Walau ku tak bisa menjadi milikmu
Juga sebagai yang tercinta
Sungguh bukan maksudku
Untuk memaksamu menjadi milikku
Yang selama ini sudah menemaniku
Untuk sebagai yang tercinta
Di hatiku (Nikita Willy-Maafkan).
Udara dingin menyergap. Angin mendesau kencang, memburaikan rambut panjangnya. Wanita itu terus bermain piano. Bibirnya terkatup rapat. Mengabaikan tamparan angin di balkon terbuka ini.
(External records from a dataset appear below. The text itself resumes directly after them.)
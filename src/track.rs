//! Playable sources.
//!
//! A [`Track`] names what a backend should load: the player kind that can
//! render it, a display title, the resolved URL and the URL as originally
//! entered (before any resolver rewrote it). Tracks are plain values that
//! get replaced wholesale when the session moves on to something else.

use std::fmt;

use serde::{Deserialize, Serialize};
use url::Url;

use crate::backend::PlayerKind;

/// A playable source.
#[derive(Clone, Debug, Default, PartialEq, Eq, Hash, Serialize, Deserialize)]
pub struct Track {
    player: PlayerKind,
    title: String,
    url: String,
    original_url: String,
}

impl Track {
    /// Creates a track whose original URL is the resolved URL.
    #[must_use]
    pub fn new(player: PlayerKind, title: impl Into<String>, url: impl Into<String>) -> Self {
        let url = url.into();
        Self {
            player,
            title: title.into(),
            original_url: url.clone(),
            url,
        }
    }

    /// Creates a track that was resolved from `original_url` to `url`.
    #[must_use]
    pub fn resolved(
        player: PlayerKind,
        title: impl Into<String>,
        url: impl Into<String>,
        original_url: impl Into<String>,
    ) -> Self {
        Self {
            player,
            title: title.into(),
            url: url.into(),
            original_url: original_url.into(),
        }
    }

    /// The placeholder that stands in for "nothing loaded" on a player.
    #[must_use]
    pub fn empty(player: PlayerKind) -> Self {
        Self {
            player,
            ..Self::default()
        }
    }

    #[must_use]
    pub fn player(&self) -> PlayerKind {
        self.player
    }

    #[must_use]
    pub fn title(&self) -> &str {
        &self.title
    }

    #[must_use]
    pub fn url(&self) -> &str {
        &self.url
    }

    #[must_use]
    pub fn original_url(&self) -> &str {
        &self.original_url
    }

    /// Whether this track has a source at all.
    #[must_use]
    pub fn has_source(&self) -> bool {
        !self.url.is_empty()
    }

    /// Whether the resolved URL is well-formed enough to hand to a backend.
    ///
    /// Only absolute URLs with a host qualify; retrying anything else is
    /// pointless.
    #[must_use]
    pub fn has_valid_url(&self) -> bool {
        Url::parse(&self.url).is_ok_and(|url| url.has_host())
    }
}

impl fmt::Display for Track {
    fn fmt(&self, f: &mut fmt::Formatter<'_>) -> fmt::Result {
        if self.title.is_empty() {
            write!(f, "{} [{}]", self.url, self.player)
        } else {
            write!(f, "{} ({}) [{}]", self.title, self.url, self.player)
        }
    }
}
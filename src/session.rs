// 🗂️ Session - the calculator's working state
//
// One explicit struct owned by the front end. Every edit goes through a
// method here; the engine only ever sees a borrowed snapshot.

use crate::config::Settings;
use crate::currency::Currency;
use crate::input::{coerce_bill, coerce_count, coerce_share};
use crate::participants::{ParticipantSet, SharePolicy};
use crate::split::BillState;
use crate::summary::SplitSummary;
use crate::tip::TipSelection;
use rand::Rng;
use tracing::debug;

#[derive(Debug, Clone, PartialEq)]
pub struct Session {
    pub total_bill: f64,
    pub currency: Currency,
    pub tip: TipSelection,
    participants: ParticipantSet,
    exempt_index: Option<usize>,
    share_policy: SharePolicy,
    min_people: usize,
    max_people: usize,
}

impl Session {
    pub fn new(settings: &Settings) -> Self {
        Session {
            total_bill: settings.default_bill,
            currency: settings.default_currency,
            tip: TipSelection::from_percentage(settings.default_tip),
            participants: ParticipantSet::with_defaults(settings.initial_people),
            exempt_index: None,
            share_policy: settings.share_policy,
            min_people: settings.min_people,
            max_people: settings.max_people,
        }
    }

    // ------------------------------------------------------------------------
    // Snapshot
    // ------------------------------------------------------------------------

    pub fn bill(&self) -> BillState {
        BillState::new(self.total_bill, self.tip.percentage(), self.currency)
    }

    pub fn participants(&self) -> &ParticipantSet {
        &self.participants
    }

    pub fn num_people(&self) -> usize {
        self.participants.len()
    }

    pub fn exempt_index(&self) -> Option<usize> {
        self.exempt_index
    }

    pub fn is_exempt(&self, index: usize) -> bool {
        self.exempt_index == Some(index)
    }

    /// Evaluate the engine against the current state
    pub fn summary(&self) -> SplitSummary {
        SplitSummary::build(&self.bill(), &self.participants, self.exempt_index)
    }

    // ------------------------------------------------------------------------
    // Bill
    // ------------------------------------------------------------------------

    pub fn set_total_bill(&mut self, raw: &str) {
        self.total_bill = coerce_bill(raw);
    }

    pub fn set_currency(&mut self, currency: Currency) {
        self.currency = currency;
    }

    pub fn set_tip(&mut self, tip: TipSelection) {
        self.tip = tip;
    }

    // ------------------------------------------------------------------------
    // Participants
    // ------------------------------------------------------------------------

    /// Resize to `count`, clamped to the configured bounds.
    /// An exemption that falls off the end is cleared.
    pub fn set_num_people(&mut self, count: usize) {
        let count = count.clamp(self.min_people, self.max_people.max(self.min_people));
        if count == self.participants.len() {
            return;
        }

        debug!(from = self.participants.len(), to = count, "resizing participants");
        self.participants = self.participants.resized(count, self.share_policy);

        if matches!(self.exempt_index, Some(i) if i >= count) {
            self.exempt_index = None;
        }
    }

    pub fn set_num_people_text(&mut self, raw: &str) {
        self.set_num_people(coerce_count(raw));
    }

    pub fn set_share(&mut self, index: usize, raw: &str) {
        self.participants = self.participants.with_share(index, coerce_share(raw));
    }

    pub fn set_name(&mut self, index: usize, name: &str) {
        self.participants = self.participants.with_name(index, name);
    }

    // ------------------------------------------------------------------------
    // Exemption
    // ------------------------------------------------------------------------

    /// Make `index` the only exempt participant. Out-of-range indices are ignored.
    pub fn set_exempt(&mut self, index: Option<usize>) -> bool {
        match index {
            Some(i) if i >= self.participants.len() => false,
            _ => {
                self.exempt_index = index;
                true
            }
        }
    }

    /// Pick a uniformly random exempt participant, replacing any previous one
    pub fn randomize_exempt<R: Rng + ?Sized>(&mut self, rng: &mut R) -> Option<usize> {
        if self.participants.is_empty() {
            return None;
        }
        let index = rng.random_range(0..self.participants.len());
        debug!(index, "randomized exempt participant");
        self.exempt_index = Some(index);
        self.exempt_index
    }
}

impl Default for Session {
    fn default() -> Self {
        Session::new(&Settings::default())
    }
}

#[cfg(test)]
mod tests {
    use super::*;
    use crate::split::SplitAmount;
    use rand::rngs::StdRng;
    use rand::SeedableRng;

    #[test]
    fn test_initial_state() {
        let session = Session::default();
        let bill = session.bill();

        assert_eq!(bill.total_bill, 100.0);
        assert_eq!(bill.tip_percentage, 15.0);
        assert_eq!(session.participants().shares(), vec![50.0, 50.0]);
        assert_eq!(session.exempt_index(), None);
    }

    #[test]
    fn test_bill_coercion() {
        let mut session = Session::default();
        session.set_total_bill("-5");
        assert_eq!(session.total_bill, 0.0);
        session.set_total_bill("60");
        assert_eq!(session.total_bill, 60.0);
    }

    #[test]
    fn test_num_people_is_clamped() {
        let mut session = Session::default();

        session.set_num_people(1);
        assert_eq!(session.num_people(), 2);

        session.set_num_people(80);
        assert_eq!(session.num_people(), 50);

        session.set_num_people_text("abc");
        assert_eq!(session.num_people(), 2);
    }

    #[test]
    fn test_resize_preserves_edits() {
        let mut session = Session::default();
        session.set_name(0, "Ana");
        session.set_share(0, "70");
        session.set_share(1, "30");

        session.set_num_people(3);

        let set = session.participants();
        assert_eq!(set.names(), vec!["Ana", "Person 2", "Person 3"]);
        assert_eq!(set.get(0).unwrap().share, 70.0);
        assert_eq!(set.get(1).unwrap().share, 30.0);
    }

    #[test]
    fn test_resize_with_even_split_policy() {
        let settings = Settings {
            share_policy: SharePolicy::EvenSplit,
            ..Settings::default()
        };
        let mut session = Session::new(&settings);
        session.set_share(0, "70");
        session.set_share(1, "30");

        session.set_num_people(3);

        let shares: Vec<String> = session.participants().shares().iter().map(|s| format!("{:.2}", s)).collect();
        assert_eq!(shares, vec!["33.33", "33.33", "33.33"]);
    }

    #[test]
    fn test_shrinking_clears_stale_exemption() {
        let mut session = Session::default();
        session.set_num_people(4);
        assert!(session.set_exempt(Some(3)));

        session.set_num_people(3);

        assert_eq!(session.exempt_index(), None);
    }

    #[test]
    fn test_exemption_replaces_previous() {
        let mut session = Session::default();
        session.set_num_people(3);

        session.set_exempt(Some(0));
        session.set_exempt(Some(2));

        assert!(!session.is_exempt(0));
        assert!(session.is_exempt(2));
        assert!(!session.set_exempt(Some(7)));
        assert_eq!(session.exempt_index(), Some(2));
    }

    #[test]
    fn test_randomize_exempt_in_range() {
        let mut session = Session::default();
        session.set_num_people(5);
        let mut rng = StdRng::seed_from_u64(7);

        for _ in 0..50 {
            let picked = session.randomize_exempt(&mut rng).unwrap();
            assert!(picked < 5);
            assert_eq!(session.exempt_index(), Some(picked));
        }
    }

    #[test]
    fn test_summary_uses_current_state() {
        let mut session = Session::default();
        session.set_exempt(Some(0));

        let summary = session.summary();

        assert_eq!(summary.lines[0].amount, SplitAmount::Exempt);
        assert_eq!(summary.lines[1].display, "$115.00");
    }

    #[test]
    fn test_custom_tip() {
        let mut session = Session::default();
        session.set_tip(TipSelection::Custom("0".into()));
        assert_eq!(session.bill().total_amount(), 100.0);
    }
}
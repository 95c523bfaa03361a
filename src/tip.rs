// 💁 Tip Selection - preset buttons or free-text custom entry

use crate::input::coerce_tip;
use serde::{Deserialize, Serialize};

/// Preset tip percentages offered as buttons
pub const TIP_PRESETS: [f64; 4] = [15.0, 20.0, 25.0, 30.0];

#[derive(Debug, Clone, PartialEq, Serialize, Deserialize)]
#[serde(tag = "mode", content = "value", rename_all = "snake_case")]
pub enum TipSelection {
    /// Index into [`TIP_PRESETS`]
    Preset(usize),

    /// Raw text typed by the user
    Custom(String),
}

impl TipSelection {
    /// Preset matching `percentage`, otherwise a custom entry
    pub fn from_percentage(percentage: f64) -> Self {
        match TIP_PRESETS.iter().position(|p| *p == percentage) {
            Some(index) => TipSelection::Preset(index),
            None => TipSelection::Custom(percentage.to_string()),
        }
    }

    /// Effective percentage. Custom text goes through numeric coercion, so
    /// garbage yields NaN. An out-of-range preset index falls back to the first preset.
    pub fn percentage(&self) -> f64 {
        match self {
            TipSelection::Preset(index) => TIP_PRESETS.get(*index).copied().unwrap_or(TIP_PRESETS[0]),
            TipSelection::Custom(raw) => coerce_tip(raw),
        }
    }

    pub fn label(&self) -> String {
        match self {
            TipSelection::Preset(_) => format!("{}%", self.percentage()),
            TipSelection::Custom(raw) => format!("custom: {}%", raw),
        }
    }
}

impl Default for TipSelection {
    fn default() -> Self {
        TipSelection::Preset(0)
    }
}
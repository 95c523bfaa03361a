use anyhow::Result;
use crossterm::{
    event::{self, Event, KeyCode, KeyEvent, KeyEventKind, KeyModifiers},
    execute,
    terminal::{disable_raw_mode, enable_raw_mode, EnterAlternateScreen, LeaveAlternateScreen},
};
use ratatui::{
    backend::CrosstermBackend,
    layout::{Constraint, Direction, Layout, Rect},
    style::{Color, Modifier, Style},
    text::{Line, Span},
    widgets::{Block, Borders, Paragraph, Wrap},
    Frame, Terminal,
};
use split_smart::{Page, Participant, Session, Settings, SplitSummary, TipSelection, TIP_PRESETS};
use std::io;
use tracing::debug;

// ============================================================================
// FOCUS
// ============================================================================

#[derive(Debug, Clone, Copy, PartialEq, Eq)]
pub enum Field {
    Bill,
    Currency,
    People,
    Tip,
    Name(usize),
    Share(usize),
}

impl Field {
    /// Fields in display order for `people` participants
    fn order(people: usize) -> Vec<Field> {
        let mut fields = vec![Field::Bill, Field::Currency, Field::People, Field::Tip];
        for i in 0..people {
            fields.push(Field::Name(i));
            fields.push(Field::Share(i));
        }
        fields
    }

    fn is_text(&self) -> bool {
        !matches!(self, Field::Currency)
    }
}

// ============================================================================
// APP
// ============================================================================

pub struct App {
    pub session: Session,
    pub current_page: Page,
    pub focus: Field,

    /// Text being typed into the focused field, `None` when not editing
    pub editing: Option<String>,

    /// Session as it was when editing started, restored on Esc
    before_edit: Option<Session>,
}

impl App {
    pub fn new(settings: &Settings) -> Self {
        Self {
            session: Session::new(settings),
            current_page: Page::Home,
            focus: Field::Bill,
            editing: None,
            before_edit: None,
        }
    }

    pub fn next_page(&mut self) {
        self.current_page = self.current_page.next();
    }

    pub fn previous_page(&mut self) {
        self.current_page = self.current_page.previous();
    }

    pub fn next_field(&mut self) {
        let order = Field::order(self.session.num_people());
        let pos = order.iter().position(|f| *f == self.focus).unwrap_or(0);
        self.focus = order[(pos + 1) % order.len()];
    }

    pub fn previous_field(&mut self) {
        let order = Field::order(self.session.num_people());
        let pos = order.iter().position(|f| *f == self.focus).unwrap_or(0);
        self.focus = order[(pos + order.len() - 1) % order.len()];
    }

    /// Current text of a field, as shown before editing starts
    pub fn field_text(&self, field: Field) -> String {
        let participants = self.session.participants();
        match field {
            Field::Bill => format!("{}", self.session.total_bill),
            Field::Currency => self.session.currency.label(),
            Field::People => format!("{}", self.session.num_people()),
            Field::Tip => match &self.session.tip {
                TipSelection::Custom(raw) => raw.clone(),
                preset => format!("{}", preset.percentage()),
            },
            Field::Name(i) => participants.get(i).map(|p| p.name.clone()).unwrap_or_default(),
            Field::Share(i) => participants.get(i).map(|p| format!("{}", p.share)).unwrap_or_default(),
        }
    }

    pub fn start_editing(&mut self) {
        if self.focus.is_text() {
            self.editing = Some(self.field_text(self.focus));
            self.before_edit = Some(self.session.clone());
        }
    }

    /// Drop the edit buffer and restore the session from before the edit
    pub fn cancel_editing(&mut self) {
        self.editing = None;
        if let Some(session) = self.before_edit.take() {
            self.session = session;
        }
        self.clamp_focus();
    }

    /// Finish editing. People is resized here; every other field is already live.
    pub fn commit_editing(&mut self) {
        let Some(text) = self.editing.take() else {
            return;
        };
        self.before_edit = None;

        if self.focus == Field::People {
            self.session.set_num_people_text(&text);
        } else {
            self.apply_buffer(&text);
        }
        self.clamp_focus();
    }

    /// Push the buffer into the session so the summary follows every keystroke.
    /// People waits for Enter: resizing on a partial count would drop names.
    fn apply_buffer(&mut self, text: &str) {
        match self.focus {
            Field::Bill => self.session.set_total_bill(text),
            Field::Tip => self.session.set_tip(TipSelection::Custom(text.to_string())),
            Field::Name(i) => self.session.set_name(i, text),
            Field::Share(i) => self.session.set_share(i, text),
            Field::People | Field::Currency => {}
        }
    }

    /// Left/Right on a non-text adjustment: currency, people count, tip preset
    pub fn adjust(&mut self, forward: bool) {
        match self.focus {
            Field::Currency => {
                let currency = if forward {
                    self.session.currency.next()
                } else {
                    self.session.currency.previous()
                };
                self.session.set_currency(currency);
            }
            Field::People => {
                let count = self.session.num_people();
                let target = if forward { count + 1 } else { count.saturating_sub(1) };
                self.session.set_num_people(target);
                self.clamp_focus();
            }
            Field::Tip => {
                let next = match self.session.tip {
                    TipSelection::Preset(i) if forward => (i + 1) % TIP_PRESETS.len(),
                    TipSelection::Preset(i) => (i + TIP_PRESETS.len() - 1) % TIP_PRESETS.len(),
                    TipSelection::Custom(_) => 0,
                };
                self.session.set_tip(TipSelection::Preset(next));
            }
            _ => {}
        }
    }

    pub fn select_tip_preset(&mut self, index: usize) {
        if index < TIP_PRESETS.len() {
            self.session.set_tip(TipSelection::Preset(index));
        }
    }

    pub fn randomize_exempt(&mut self) {
        let picked = self.session.randomize_exempt(&mut rand::rng());
        debug!(?picked, "exempt participant picked");
    }

    pub fn clear_exempt(&mut self) {
        self.session.set_exempt(None);
    }

    /// Keep focus on an existing participant after the count shrinks
    fn clamp_focus(&mut self) {
        let people = self.session.num_people();
        self.focus = match self.focus {
            Field::Name(i) if i >= people => Field::People,
            Field::Share(i) if i >= people => Field::People,
            other => other,
        };
    }

    /// Returns `false` when the app should quit
    pub fn handle_key(&mut self, key: KeyEvent) -> bool {
        if let Some(buffer) = self.editing.as_mut() {
            match key.code {
                KeyCode::Enter => self.commit_editing(),
                KeyCode::Esc => self.cancel_editing(),
                KeyCode::Backspace => {
                    buffer.pop();
                    let text = buffer.clone();
                    self.apply_buffer(&text);
                }
                KeyCode::Char(c) => {
                    buffer.push(c);
                    let text = buffer.clone();
                    self.apply_buffer(&text);
                }
                _ => {}
            }
            return true;
        }

        match key.code {
            KeyCode::Char('q') | KeyCode::Esc => return false,
            KeyCode::Tab => {
                if key.modifiers.contains(KeyModifiers::SHIFT) {
                    self.previous_page();
                } else {
                    self.next_page();
                }
            }
            KeyCode::BackTab => self.previous_page(),
            _ if self.current_page != Page::Home => {}
            KeyCode::Down | KeyCode::Char('j') => self.next_field(),
            KeyCode::Up | KeyCode::Char('k') => self.previous_field(),
            KeyCode::Left | KeyCode::Char('h') => self.adjust(false),
            KeyCode::Right | KeyCode::Char('l') => self.adjust(true),
            KeyCode::Enter => self.start_editing(),
            KeyCode::Char('r') => self.randomize_exempt(),
            KeyCode::Char('x') => self.clear_exempt(),
            KeyCode::Char(c @ '1'..='4') => self.select_tip_preset(c as usize - '1' as usize),
            _ => {}
        }
        true
    }
}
Sesaat kemudian, petir bergemuruh. Sang wanita bergaun putih bergerak ketakutan di kursinya. Namun, ia tak bisa berbuat apa-apa. Beranjak dari balkon pun tak bisa.
Petir terus menggelegar. Lantai marmer bergetar. Pagar balkon bergemeretak. Cahaya kilat menyambar. Tapi, apa gunanya untuk wanita itu? Bola matanya tidak menangkap seberkas cahaya.
Mendengar gelegar petir saja membangkitkan ketakutannya. Ia memeluk dirinya sendiri, tanpa sadar bibirnya bergetar memanggil sepotong nama.